BY CHRISTOPHER DAVIS-SHANNON | FROM THE SUMMER 2021 ISSUE OF UKULELE
While George Formby is renowned for his split-stroke prowess, creating seemingly syncopated lines through unique strumming, his use of triple strokes is just as enticing for players. Formby executed the triple stroke in three distinct ways, depending on how they were to be utilized within the split-stroke pattern, which are beneficial for players of all styles to learn.
The first and most common of the triple-stroke patterns is the thumb roll triple, as shown in Example 1, perhaps a technique you have used to apply an eighth-note triplet before. The thumb roll is executed by coming down with the nail of the index finger, followed by the thumb, and concluded with an index finger upward strum. This first exercise allows an opportunity to learn the motions necessary for the thumb roll, presented as a waltz pattern outside of the rhythmic complexity of Formby’s playing.

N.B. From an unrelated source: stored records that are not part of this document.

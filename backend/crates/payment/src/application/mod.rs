//! Application Layer - Use Cases
//!
//! This layer orchestrates domain logic and infrastructure.

pub mod build_transaction;
pub mod checkout_form;
pub mod config;
pub mod create_order;
pub mod get_order;
pub mod reconcile_callback;

// Re-exports
pub use build_transaction::TransactionRequestBuilder;
pub use checkout_form::CheckoutFormUseCase;
pub use config::PaywayConfig;
pub use create_order::{CreateOrderInput, CreateOrderOutput, CreateOrderUseCase};
pub use get_order::GetOrderUseCase;
pub use reconcile_callback::{
    ReconcileCallbackInput, ReconcileCallbackOutput, ReconcileCallbackUseCase,
};
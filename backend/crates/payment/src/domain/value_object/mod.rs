//! Value Object Module

pub mod delivery_status;
pub mod money;
pub mod payment_method;
pub mod payment_status;
pub mod transaction_id;
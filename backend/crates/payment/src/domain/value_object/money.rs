//! Money formatting
//!
//! The gateway takes amounts as fixed two-decimal strings ("19.50").

use rust_decimal::{Decimal, RoundingStrategy};

/// Largest amount a stored `NUMERIC(12, 2)` column holds
pub const MAX_AMOUNT: Decimal = Decimal::from_parts(3_567_587_327, 232, 0, false, 2);

/// Whether `value` lies in `0..=MAX_AMOUNT`
pub fn in_storable_range(value: Decimal) -> bool {
    value >= Decimal::ZERO && value <= MAX_AMOUNT
}

/// Format an amount with exactly two decimal places
pub fn to_fixed_2(value: Decimal) -> String {
    let mut rounded = value.round_dp_with_strategy(2, RoundingStrategy::MidpointAwayFromZero);
    rounded.rescale(2);
    rounded.to_string()
}

/// Round an amount to cents, as stored
pub fn round_cents(value: Decimal) -> Decimal {
    value.round_dp_with_strategy(2, RoundingStrategy::MidpointAwayFromZero)
}
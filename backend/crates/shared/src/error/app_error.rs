//! Application Error - Unified error type for the application
//!
//! Defines [`AppError`] struct and [`AppResult<T>`] type alias.

use std::borrow::Cow;
use std::error::Error;
use std::fmt;

use super::kind::ErrorKind;

/// アプリケーション統一エラー型
///
/// ## Fields
/// * `kind` - エラーの分類（HTTP ステータスコードにマッピング）
/// * `message` - クライアント向けのエラーメッセージ
/// * `source` - 元のエラー（オプション、ログ用）
///
/// ## Examples
/// ```rust
/// use kernel::error::{app_error::AppError, kind::ErrorKind};
///
/// let err = AppError::new(ErrorKind::NotFound, "Order not found");
/// assert_eq!(err.status_code(), 404);
/// ```
pub struct AppError {
    kind: ErrorKind,
    message: Cow<'static, str>,
    source: Option<Box<dyn Error + Send + Sync + 'static>>,
}

/// `Result<T, AppError>` の省略形
pub type AppResult<T> = Result<T, AppError>;

impl AppError {
    #[inline]
    pub fn new(kind: ErrorKind, message: impl Into<Cow<'static, str>>) -> Self {
        Self {
            kind,
            message: message.into(),
            source: None,
        }
    }

    /// 400 Bad Request
    #[inline]
    pub fn bad_request(message: impl Into<Cow<'static, str>>) -> Self {
        Self::new(ErrorKind::BadRequest, message)
    }

    /// 404 Not Found
    #[inline]
    pub fn not_found(message: impl Into<Cow<'static, str>>) -> Self {
        Self::new(ErrorKind::NotFound, message)
    }

    /// 409 Conflict
    #[inline]
    pub fn conflict(message: impl Into<Cow<'static, str>>) -> Self {
        Self::new(ErrorKind::Conflict, message)
    }

    /// 500 Internal Server Error
    #[inline]
    pub fn internal(message: impl Into<Cow<'static, str>>) -> Self {
        Self::new(ErrorKind::InternalServerError, message)
    }

    /// 503 Service Unavailable
    #[inline]
    pub fn service_unavailable(message: impl Into<Cow<'static, str>>) -> Self {
        Self::new(ErrorKind::ServiceUnavailable, message)
    }

    /// 元のエラーを設定（ログ用、レスポンスには含めない）
    #[inline]
    pub fn with_source<E>(mut self, source: E) -> Self
    where
        E: Error + Send + Sync + 'static,
    {
        self.source = Some(Box::new(source));
        self
    }

    #[inline]
    pub fn kind(&self) -> ErrorKind {
        self.kind
    }

    #[inline]
    pub fn status_code(&self) -> u16 {
        self.kind.status_code()
    }

    #[inline]
    pub fn message(&self) -> &str {
        &self.message
    }

    #[inline]
    pub fn is_server_error(&self) -> bool {
        self.kind.is_server_error()
    }
}

impl fmt::Debug for AppError {
    fn fmt(&self, f: &mut fmt::Formatter<'_>) -> fmt::Result {
        let mut builder = f.debug_struct("AppError");
        builder.field("kind", &self.kind);
        builder.field("message", &self.message);
        if let Some(source) = &self.source {
            builder.field("source", source);
        }
        builder.finish()
    }
}

impl fmt::Display for AppError {
    fn fmt(&self, f: &mut fmt::Formatter<'_>) -> fmt::Result {
        write!(f, "[{}] {}", self.kind, self.message)
    }
}

impl Error for AppError {
    fn source(&self) -> Option<&(dyn Error + 'static)> {
        self.source
            .as_ref()
            .map(|e| e.as_ref() as &(dyn Error + 'static))
    }
}
//! Reconcile Callback Use Case
//!
//! Applies an asynchronous gateway callback to the matching order.
//! Each callback is applied on its own; there is no ordering check
//! between callbacks for the same transaction.

use std::sync::Arc;

use crate::domain::entity::order::{Order, StatusChange};
use crate::domain::repository::OrderRepository;
use crate::domain::value_object::{
    payment_status::GatewayStatusCode, transaction_id::TransactionId,
};
use crate::error::{PaymentError, PaymentResult};

/// Input DTO for reconcile callback
#[derive(Debug, Clone)]
pub struct ReconcileCallbackInput {
    pub tran_id: String,
    pub status: GatewayStatusCode,
}

/// Output DTO for reconcile callback
#[derive(Debug, Clone)]
pub struct ReconcileCallbackOutput {
    pub order: Order,
    pub change: StatusChange,
}

/// Reconcile Callback Use Case
pub struct ReconcileCallbackUseCase<R>
where
    R: OrderRepository,
{
    order_repo: Arc<R>,
}

impl<R> ReconcileCallbackUseCase<R>
where
    R: OrderRepository,
{
    pub fn new(order_repo: Arc<R>) -> Self {
        Self { order_repo }
    }

    pub async fn execute(
        &self,
        input: ReconcileCallbackInput,
    ) -> PaymentResult<ReconcileCallbackOutput> {
        let status = input
            .status
            .to_payment_status()
            .ok_or_else(|| PaymentError::InvalidStatus(input.status.to_string()))?;

        // An id the gateway could not have received from us matches no order
        let transaction_id = TransactionId::new(input.tran_id.as_str())
            .map_err(|_| PaymentError::OrderNotFound(input.tran_id.clone()))?;

        let mut order = self
            .order_repo
            .find_by_transaction_id(&transaction_id)
            .await?
            .ok_or_else(|| PaymentError::OrderNotFound(input.tran_id.clone()))?;

        let change = order.apply_payment_status(status);

        if change.is_regression() {
            tracing::warn!(
                tran_id = %transaction_id,
                previous = %change.previous,
                current = %change.current,
                "Callback moves an approved payment to another status"
            );
        }

        if !self.order_repo.update_status(&order).await? {
            return Err(PaymentError::OrderNotFound(input.tran_id));
        }

        tracing::info!(
            tran_id = %transaction_id,
            payment_status = %order.payment_status,
            delivery_status = %order.delivery_status,
            delivery_confirmed = change.delivery_confirmed,
            "Payment callback reconciled"
        );

        Ok(ReconcileCallbackOutput { order, change })
    }
}
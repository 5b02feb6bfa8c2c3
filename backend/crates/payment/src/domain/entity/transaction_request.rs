//! Transaction Request
//!
//! Ephemeral gateway form submission: POST `payload` form-encoded to
//! `endpoint`. Never persisted.

use serde::Serialize;

use crate::domain::services::{GatewayFields, field};

#[derive(Debug, Clone, PartialEq, Eq, Serialize)]
pub struct TransactionRequest {
    pub endpoint: String,
    pub payload: GatewayFields,
}

impl TransactionRequest {
    pub fn field(&self, name: &str) -> Option<&str> {
        self.payload.get(name).map(String::as_str)
    }

    pub fn transaction_id(&self) -> Option<&str> {
        self.field(field::TRAN_ID)
    }

    pub fn hash(&self) -> Option<&str> {
        self.field(field::HASH)
    }
}
//! Cryptographic Utilities

use std::fmt;

use base64::{Engine, engine::general_purpose};
use hmac::{Hmac, Mac};
use rand::{Rng, distributions::Alphanumeric, rngs::OsRng};
use sha2::Sha512;
use zeroize::{Zeroize, ZeroizeOnDrop};

type HmacSha512 = Hmac<Sha512>;

/// Shared secret used for signing gateway requests.
///
/// The bytes are wiped when the key is dropped and never show up in
/// `Debug` output.
#[derive(Clone, Zeroize, ZeroizeOnDrop)]
pub struct SecretKey(Vec<u8>);

impl SecretKey {
    pub fn new(bytes: impl Into<Vec<u8>>) -> Self {
        Self(bytes.into())
    }

    pub fn as_bytes(&self) -> &[u8] {
        &self.0
    }

    pub fn is_empty(&self) -> bool {
        self.0.is_empty()
    }
}

impl From<&str> for SecretKey {
    fn from(value: &str) -> Self {
        Self::new(value.as_bytes())
    }
}

impl fmt::Debug for SecretKey {
    fn fmt(&self, f: &mut fmt::Formatter<'_>) -> fmt::Result {
        f.write_str("SecretKey(***)")
    }
}

/// Generate a random alphanumeric token (`[A-Za-z0-9]`)
pub fn random_alphanumeric(len: usize) -> String {
    OsRng
        .sample_iter(&Alphanumeric)
        .take(len)
        .map(char::from)
        .collect()
}

/// Encode bytes as base64
pub fn to_base64(bytes: &[u8]) -> String {
    general_purpose::STANDARD.encode(bytes)
}

/// Decode base64 to bytes
pub fn from_base64(s: &str) -> Result<Vec<u8>, base64::DecodeError> {
    general_purpose::STANDARD.decode(s)
}

/// Compute HMAC-SHA512
pub fn hmac_sha512(key: &SecretKey, data: &[u8]) -> [u8; 64] {
    // HMAC accepts keys of any length, so construction cannot fail
    let mut mac = <HmacSha512 as Mac>::new_from_slice(key.as_bytes())
        .unwrap_or_else(|_| unreachable!("HMAC accepts keys of any length"));
    mac.update(data);
    mac.finalize().into_bytes().into()
}

/// Constant-time comparison to prevent timing attacks
pub fn constant_time_eq(a: &[u8], b: &[u8]) -> bool {
    if a.len() != b.len() {
        return false;
    }
    let mut result = 0u8;
    for (x, y) in a.iter().zip(b.iter()) {
        result |= x ^ y;
    }
    result == 0
}

#[cfg(test)]
mod tests {
    use super::*;

    #[test]
    fn test_hmac_sha512_rfc4231_case_2() {
        // RFC 4231, test case 2
        let key = SecretKey::from("Jefe");
        let mac = hmac_sha512(&key, b"what do ya want for nothing?");
        let expected = hex::decode(
            "164b7a7bfcf819e2e395fbe73b56e0a387bd64222e831fd610270cd7ea250554\
             9758bf75c05a994a6d034f65f8f0e6fdcaeab1a34d4a6b4b636e070a38bce737",
        )
        .unwrap();
        assert_eq!(mac.to_vec(), expected);
    }

    #[test]
    fn test_hmac_depends_on_key() {
        let data = b"test message";
        let mac1 = hmac_sha512(&SecretKey::from("key-a"), data);
        let mac2 = hmac_sha512(&SecretKey::from("key-a"), data);
        let mac3 = hmac_sha512(&SecretKey::from("key-b"), data);
        assert_eq!(mac1, mac2);
        assert_ne!(mac1, mac3);
    }

    #[test]
    fn test_base64_roundtrip() {
        let data = b"hello world";
        let encoded = to_base64(data);
        assert_eq!(encoded, "aGVsbG8gd29ybGQ=");
        let decoded = from_base64(&encoded).unwrap();
        assert_eq!(decoded, data);
    }

    #[test]
    fn test_random_alphanumeric() {
        let token = random_alphanumeric(20);
        assert_eq!(token.len(), 20);
        assert!(token.chars().all(|c| c.is_ascii_alphanumeric()));
        assert_ne!(token, random_alphanumeric(20));
    }

    #[test]
    fn test_secret_key_debug_is_redacted() {
        let key = SecretKey::from("super-secret");
        let debug = format!("{:?}", key);
        assert!(!debug.contains("super-secret"));
    }

    #[test]
    fn test_constant_time_eq() {
        let a = [1u8, 2, 3, 4];
        let b = [1u8, 2, 3, 4];
        let c = [1u8, 2, 3, 5];
        assert!(constant_time_eq(&a, &b));
        assert!(!constant_time_eq(&a, &c));
        assert!(!constant_time_eq(&a, &c[..3]));
    }
}
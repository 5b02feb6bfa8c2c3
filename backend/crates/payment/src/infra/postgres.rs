//! PostgreSQL Repository Implementation

use chrono::{DateTime, Utc};
use kernel::id::OrderId;
use rust_decimal::Decimal;
use sqlx::PgPool;
use sqlx::types::Json;
use uuid::Uuid;

use crate::domain::entity::order::{Customer, Order, OrderItem};
use crate::domain::repository::OrderRepository;
use crate::domain::value_object::{
    delivery_status::DeliveryStatus, payment_method::PaymentMethod,
    payment_status::PaymentStatus, transaction_id::TransactionId,
};
use crate::error::{PaymentError, PaymentResult};

/// PostgreSQL-backed order repository
#[derive(Clone)]
pub struct PgOrderRepository {
    pool: PgPool,
}

impl PgOrderRepository {
    pub fn new(pool: PgPool) -> Self {
        Self { pool }
    }
}

impl OrderRepository for PgOrderRepository {
    async fn create(&self, order: &Order) -> PaymentResult<()> {
        let result = sqlx::query(
            r#"
            INSERT INTO orders (
                order_id,
                transaction_id,
                items,
                customer_first_name,
                customer_last_name,
                customer_email,
                customer_phone,
                shipping_fee,
                tip,
                amount,
                payment_method,
                payment_status,
                delivery_status,
                created_at,
                updated_at
            ) VALUES ($1, $2, $3, $4, $5, $6, $7, $8, $9, $10, $11, $12, $13, $14, $15)
            "#,
        )
        .bind(order.order_id.into_uuid())
        .bind(order.transaction_id.as_str())
        .bind(Json(&order.items))
        .bind(order.customer.first_name.as_deref())
        .bind(order.customer.last_name.as_deref())
        .bind(order.customer.email.as_deref())
        .bind(&order.customer.phone)
        .bind(order.shipping_fee)
        .bind(order.tip)
        .bind(order.amount)
        .bind(order.payment_method.code())
        .bind(order.payment_status.code())
        .bind(order.delivery_status.code())
        .bind(order.created_at)
        .bind(order.updated_at)
        .execute(&self.pool)
        .await;

        match result {
            Ok(_) => {
                tracing::debug!(tran_id = %order.transaction_id, "Order row inserted");
                Ok(())
            }
            Err(sqlx::Error::Database(db_err)) if db_err.is_unique_violation() => {
                tracing::warn!(tran_id = %order.transaction_id, "Transaction id already in use");
                Err(PaymentError::DuplicateTransaction(
                    order.transaction_id.to_string(),
                ))
            }
            Err(e) => Err(e.into()),
        }
    }

    async fn find_by_transaction_id(
        &self,
        transaction_id: &TransactionId,
    ) -> PaymentResult<Option<Order>> {
        let row = sqlx::query_as::<_, OrderRow>(
            r#"
            SELECT
                order_id,
                transaction_id,
                items,
                customer_first_name,
                customer_last_name,
                customer_email,
                customer_phone,
                shipping_fee,
                tip,
                amount,
                payment_method,
                payment_status,
                delivery_status,
                created_at,
                updated_at
            FROM orders
            WHERE transaction_id = $1
            "#,
        )
        .bind(transaction_id.as_str())
        .fetch_optional(&self.pool)
        .await?;

        row.map(OrderRow::into_order).transpose()
    }

    async fn update_status(&self, order: &Order) -> PaymentResult<bool> {
        let rows = sqlx::query(
            r#"
            UPDATE orders
            SET payment_status = $2,
                delivery_status = $3,
                updated_at = $4
            WHERE transaction_id = $1
            "#,
        )
        .bind(order.transaction_id.as_str())
        .bind(order.payment_status.code())
        .bind(order.delivery_status.code())
        .bind(order.updated_at)
        .execute(&self.pool)
        .await?
        .rows_affected();

        Ok(rows > 0)
    }
}

// Internal row type for sqlx mapping
#[derive(sqlx::FromRow)]
struct OrderRow {
    order_id: Uuid,
    transaction_id: String,
    items: Json<Vec<OrderItem>>,
    customer_first_name: Option<String>,
    customer_last_name: Option<String>,
    customer_email: Option<String>,
    customer_phone: String,
    shipping_fee: Decimal,
    tip: Decimal,
    amount: Decimal,
    payment_method: String,
    payment_status: String,
    delivery_status: String,
    created_at: DateTime<Utc>,
    updated_at: DateTime<Utc>,
}

impl OrderRow {
    fn into_order(self) -> PaymentResult<Order> {
        let corrupt = |column: &str, value: &str| {
            PaymentError::Internal(format!(
                "order {} has unknown {column} '{value}'",
                self.transaction_id
            ))
        };

        let payment_method = PaymentMethod::from_code(&self.payment_method)
            .ok_or_else(|| corrupt("payment_method", &self.payment_method))?;
        let payment_status = PaymentStatus::from_code(&self.payment_status)
            .ok_or_else(|| corrupt("payment_status", &self.payment_status))?;
        let delivery_status = DeliveryStatus::from_code(&self.delivery_status)
            .ok_or_else(|| corrupt("delivery_status", &self.delivery_status))?;
        let transaction_id = TransactionId::new(self.transaction_id.as_str())
            .map_err(|_| corrupt("transaction_id", &self.transaction_id))?;

        Ok(Order {
            order_id: OrderId::from_uuid(self.order_id),
            transaction_id,
            items: self.items.0,
            customer: Customer {
                first_name: self.customer_first_name,
                last_name: self.customer_last_name,
                email: self.customer_email,
                phone: self.customer_phone,
            },
            shipping_fee: self.shipping_fee,
            tip: self.tip,
            amount: self.amount,
            payment_method,
            payment_status,
            delivery_status,
            created_at: self.created_at,
            updated_at: self.updated_at,
        })
    }
}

Let’s put this in rhythmic context by executing an eighth-note triplet using the thumb roll, as shown in Example 2. Keep in mind that the wrist motion should remain consistent as you transition between quarter notes and the triplet. Now we can look at this in a split-stroke pattern. As depicted in Example 3, the thumb roll triple, when in the split stroke, will always be followed by a downstroke.
Formby’s second iteration of the triple stroke is referred to as the shake, or the index finger triple—see Example 4. This is accomplished by simply playing a quick down-up-down with the index finger. When executing this pattern, aim to hit mostly the inner strings and avoid exaggerated strumming motions, as it flies by rather fast. When used in a split-stroke pattern, the shake triple, as depicted in Example 5, will always be in place of a double downstroke. Unlike the thumb roll, the shake sets us up to next play an upward strum, much as we would following a double downstroke.
Example 6 demonstrates one of Formby’s most popular techniques—the elusive fan strum. While the fan strum has great visual appeal, it is really just a slight variation on the thumb roll triple. The first stroke is with the nail of the pinky as all of the other fingers open up to hover over the strings, followed by the thumb, and an upstroke with the index finger. What is even more intriguing about this is that Formby used it in two different rhythmic contexts. In this example we see it used in place of the double downstroke in a split-stroke pattern. The second usage of the fan strum is to play an eighth note triplet (Example 7).